Item 7.   Management’s Discussion and Analysis of Financial Condition and Results of Operations
 
Introduction
 
The following discussion and analysis presents management’s perspective of our business, financial condition and overall performance. This information is intended to provide investors with an understanding of our past performance, current financial condition and outlook for the future. Reference is made to “Item 6. Selected Financial Data” and “Item 8. Financial Statements and Supplementary Data.” Our discussion and analysis will relate to the following subjects:
 
  •  Overview of Business
 
  •  Overview of 2006 Results and Outlook
 
  •  Results of Operations
 
  •  Capital Resources, Uses and Liquidity
 
  •  Contingencies and Legal Matters
 
  •  Critical Accounting Policies and Estimates
 
  •  Recently Issued Accounting Standards Not Yet Adopted
 
  •  2007 Estimates
 
Overview of Business
 
Devon is one of the largest U.S. based independent oil and gas producers and processors of natural gas and natural gas liquids in North America.
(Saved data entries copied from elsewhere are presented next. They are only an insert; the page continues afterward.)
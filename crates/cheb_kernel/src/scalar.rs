//! Real and complex scalars accepted by the kernel.

use std::fmt::Debug;
use std::ops::{Add, Div, Mul, Sub};

use num_complex::Complex64;
use num_traits::Zero;

/// Element type of value and coefficient sequences.
///
/// Implemented for `f64` and [`Complex64`]. Transforms always run in complex
/// arithmetic; `from_complex` decides what survives the trip back.
pub trait Scalar:
    Copy
    + Debug
    + PartialEq
    + Zero
    + Add<Output = Self>
    + Sub<Output = Self>
    + Mul<Output = Self>
    + Mul<f64, Output = Self>
    + Div<Output = Self>
    + Div<f64, Output = Self>
{
    fn to_complex(self) -> Complex64;

    /// Real scalars keep the real part.
    fn from_complex(z: Complex64) -> Self;

    fn is_nan(self) -> bool;

    fn magnitude(self) -> f64;

    fn from_real(x: f64) -> Self;
}

impl Scalar for f64 {
    fn to_complex(self) -> Complex64 {
        Complex64::new(self, 0.0)
    }

    fn from_complex(z: Complex64) -> Self {
        z.re
    }

    fn is_nan(self) -> bool {
        f64::is_nan(self)
    }

    fn magnitude(self) -> f64 {
        self.abs()
    }

    fn from_real(x: f64) -> Self {
        x
    }
}

impl Scalar for Complex64 {
    fn to_complex(self) -> Complex64 {
        self
    }

    fn from_complex(z: Complex64) -> Self {
        z
    }

    fn is_nan(self) -> bool {
        Complex64::is_nan(self)
    }

    fn magnitude(self) -> f64 {
        self.norm()
    }

    fn from_real(x: f64) -> Self {
        Complex64::new(x, 0.0)
    }
}

/// Which component of a transform result carries the information.
#[derive(Debug, Clone, Copy, PartialEq, Eq)]
pub(crate) enum Kind {
    Real,
    Imaginary,
    Complex,
}

/// Classify a sequence: every imaginary part zero, else every real part zero,
/// else general complex. An all-zero sequence counts as real.
pub(crate) fn classify(zs: &[Complex64]) -> Kind {
    if zs.iter().all(|z| z.im == 0.0) {
        Kind::Real
    } else if zs.iter().all(|z| z.re == 0.0) {
        Kind::Imaginary
    } else {
        Kind::Complex
    }
}

#[cfg(test)]
mod tests {
    use super::*;

    #[test]
    fn classify_kinds() {
        let real = [Complex64::new(1.0, 0.0), Complex64::new(-2.0, 0.0)];
        let imag = [Complex64::new(0.0, 1.0), Complex64::new(0.0, -3.0)];
        let mixed = [Complex64::new(1.0, 1.0), Complex64::new(0.0, 0.0)];
        assert_eq!(classify(&real), Kind::Real);
        assert_eq!(classify(&imag), Kind::Imaginary);
        assert_eq!(classify(&mixed), Kind::Complex);
        assert_eq!(classify(&[Complex64::new(0.0, 0.0)]), Kind::Real);
    }

    #[test]
    fn real_from_complex_drops_imaginary() {
        assert_eq!(<f64 as Scalar>::from_complex(Complex64::new(2.5, 7.0)), 2.5);
    }
}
Our portfolio of oil and gas properties provides stable production and a platform for future growth. About 90 percent of our production is from North America. We also operate in selected international areas, including Azerbaijan, Brazil and China. Our production mix is about 65 percent natural gas and 35 percent oil and natural gas liquids such as propane, butane and ethane. We are currently producing about 2.3 billion cubic feet of natural gas each day, or about 3 percent of all the gas consumed in North America.
 
In managing our global operations, we have an operating strategy that is focused on creating and increasing value per share. Key elements of this strategy are replacing oil and gas reserves, growing production and exercising capital discipline. We must also control operating costs and manage commodity pricing risks to achieve long-term success. The discussion and analysis of our results of operations and other related information will refer to these factors.
 
  •  Oil and gas reserve replacement — Our financial condition and profitability are significantly affected by the amount of proved reserves we own. Oil and gas properties are our most significant asset, and the reserves that relate to such properties are key to our future success. To increase our proved reserves, we must replace reserves that have been produced with additional reserves from successful exploration and development activities or property acquisitions.
 
  •  Production growth — Our profitability and operating cash flows are largely dependent on the amount of oil, gas and NGLs we produce. Furthermore, growing production from existing properties is difficult because the rate of production from oil and gas properties generally declines as reserves are depleted.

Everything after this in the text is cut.